A low-resource Lao text regularization task based on BiLSTM.

Autor: WANG Jian, JIANG Lin, WANG Lin-qin, YU Zheng-tao, ZHANG Song, GAO Sheng-xiang
Zdroj: Computer Engineering & Science / Jisuanji Gongcheng yu Kexue; Jul2023, Vol. 45 Issue 7, p1292-1299, 8p
Abstrakt: Text normalization (TN) is an indispensable work in the front-end analysis task of speech synthesis text. Lao text normalization is to convert non-standard words (NSW) in Lao text into spoken-form words (SFW). At present, the task of text normalization has not yet been carried out in Lao, which mainly faces the problems of difficult acquisition of training data, diversified language expression and text regularization with ambiguity. A text normalization task in Lao is carried out. This ask is completed as a sequence tagging task, and neural networks are used to predict NSW with ambiguity in combination with context.
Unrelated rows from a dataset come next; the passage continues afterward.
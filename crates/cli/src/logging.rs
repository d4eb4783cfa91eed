use loanscout_core::config::{LogFormat, LoggingConfig};
use tracing::Level;

/// Installs the global subscriber on stderr, keeping stdout for command
/// output. Later calls are no-ops.
pub fn init_logging(config: &LoggingConfig) {
    let log_level = config.level.parse::<Level>().unwrap_or(Level::INFO);
    let builder = tracing_subscriber::fmt()
        .with_target(false)
        .with_max_level(log_level)
        .with_writer(std::io::stderr);

    let _ = match config.format {
        LogFormat::Compact => builder.compact().try_init(),
        LogFormat::Pretty => builder.pretty().try_init(),
        LogFormat::Json => builder.json().try_init(),
    };
}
The corpus of the Lao text normalization task is constructed, the model results is predicted through the neural network, the self-attention mechanism is increased to deepen the relationship between the sequence characters, and different strategies are explored to introduce the pre-trained language model. An accuracy of 67.59% is achieved on the test set. [ABSTRACT FROM AUTHOR]
Databáze: Complementary Index